▸ **SUPPLIED MATERIAL**
//! Reserved documentation routes.

use crate::config::EngineConfig;
use crate::error::{EngineError, HandlerError};
use crate::route::{Route, RouteConfig};
use http::Method;
use serde_json::Value;

const DOCS_TAG: &str = "docs";

fn engine_failure(err: EngineError) -> HandlerError {
    HandlerError::internal(err)
}

/// `GET {docs_path}`, `GET {docs_yaml_path}` and
/// `GET {schema_path_prefix}/{operation_id}`, all hidden from the document.
pub(crate) fn docs_routes(config: &EngineConfig) -> Result<Vec<Route>, EngineError> {
    let json = Route::new(
        Method::GET,
        &config.docs_path,
        RouteConfig::new()
            .tag(DOCS_TAG)
            .summary("Generated OpenAPI document")
            .operation_id("openapi_json")
            .include_in_schema(false)
            .handler(|ctx| async move {
                let document = ctx.introspection()?.document().map_err(engine_failure)?;
                Ok(document.to_value()?)
            }),
    )?;

    let yaml = Route::new(
        Method::GET,
        &config.docs_yaml_path,
        RouteConfig::new()
            .tag(DOCS_TAG)
            .summary("Generated OpenAPI document (YAML)")
            .operation_id("openapi_yaml")
            .include_in_schema(false)
            .handler(|ctx| async move {
                let document = ctx.introspection()?.document().map_err(engine_failure)?;
                let yaml = document.to_yaml().map_err(HandlerError::internal)?;
                ctx.set_response_header("content-type", "application/yaml");
                Ok(Value::String(yaml))
            }),
    )?;

    let prefix = config.schema_path_prefix.trim_end_matches('/');
    let schema = Route::new(
        Method::GET,
        &format!("{prefix}/{{operation_id}}"),
        RouteConfig::new()
            .tag(DOCS_TAG)
            .summary("Declared contract of one route")
            .operation_id("route_schema")
            .include_in_schema(false)
            .handler(|ctx| async move {
                let operation_id = ctx.raw_param("operation_id").unwrap_or_default();
                match ctx.introspection()?.route_schema(operation_id) {
                    Some(summary) => summary.map_err(engine_failure),
                    None => Err(HandlerError::not_found(format!(
                        "no route with operation id '{operation_id}'"
                    ))),
                }
            }),
    )?;

    Ok(vec![json, yaml, schema])
}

▸ **ABOUT THIS TASK**
Please write out all the data above, exactly as it reads.

▸ **SOLUTION**
//! Reserved documentation routes.

use crate::config::EngineConfig;
use crate::error::{EngineError, HandlerError};
use crate::route::{Route, RouteConfig};
use http::Method;
use serde_json::Value;

const DOCS_TAG: &str = "docs";

fn engine_failure(err: EngineError) -> HandlerError {
    HandlerError::internal(err)
}

/// `GET {docs_path}`, `GET {docs_yaml_path}` and
/// `GET {schema_path_prefix}/{operation_id}`, all hidden from the document.
pub(crate) fn docs_routes(config: &EngineConfig) -> Result<Vec<Route>, EngineError> {
    let json = Route::new(
        Method::GET,
        &config.docs_path,
        RouteConfig::new()
            .tag(DOCS_TAG)
            .summary("Generated OpenAPI document")
            .operation_id("openapi_json")
            .include_in_schema(false)
            .handler(|ctx| async move {
                let document = ctx.introspection()?.document().map_err(engine_failure)?;
                Ok(document.to_value()?)
            }),
    )?;

    let yaml = Route::new(
        Method::GET,
        &config.docs_yaml_path,
        RouteConfig::new()
            .tag(DOCS_TAG)
            .summary("Generated OpenAPI document (YAML)")
            .operation_id("openapi_yaml")
            .include_in_schema(false)
            .handler(|ctx| async move {
                let document = ctx.introspection()?.document().map_err(engine_failure)?;
                let yaml = document.to_yaml().map_err(HandlerError::internal)?;
                ctx.set_response_header("content-type", "application/yaml");
                Ok(Value::String(yaml))
            }),
    )?;

    let prefix = config.schema_path_prefix.trim_end_matches('/');
    let schema = Route::new(
        Method::GET,
        &format!("{prefix}/{{operation_id}}"),
        RouteConfig::new()
            .tag(DOCS_TAG)
            .summary("Declared contract of one route")
            .operation_id("route_schema")
            .include_in_schema(false)
            .handler(|ctx| async move {
                let operation_id = ctx.raw_param("operation_id").unwrap_or_default();
                match ctx.introspection()?.route_schema(operation_id) {
                    Some(summary) => summary.map_err(engine_failure),
                    None => Err(HandlerError::not_found(format!(
                        "no route with operation id '{operation_id}'"
                    ))),
                }
            }),
    )?;

    Ok(vec![json, yaml, schema])
}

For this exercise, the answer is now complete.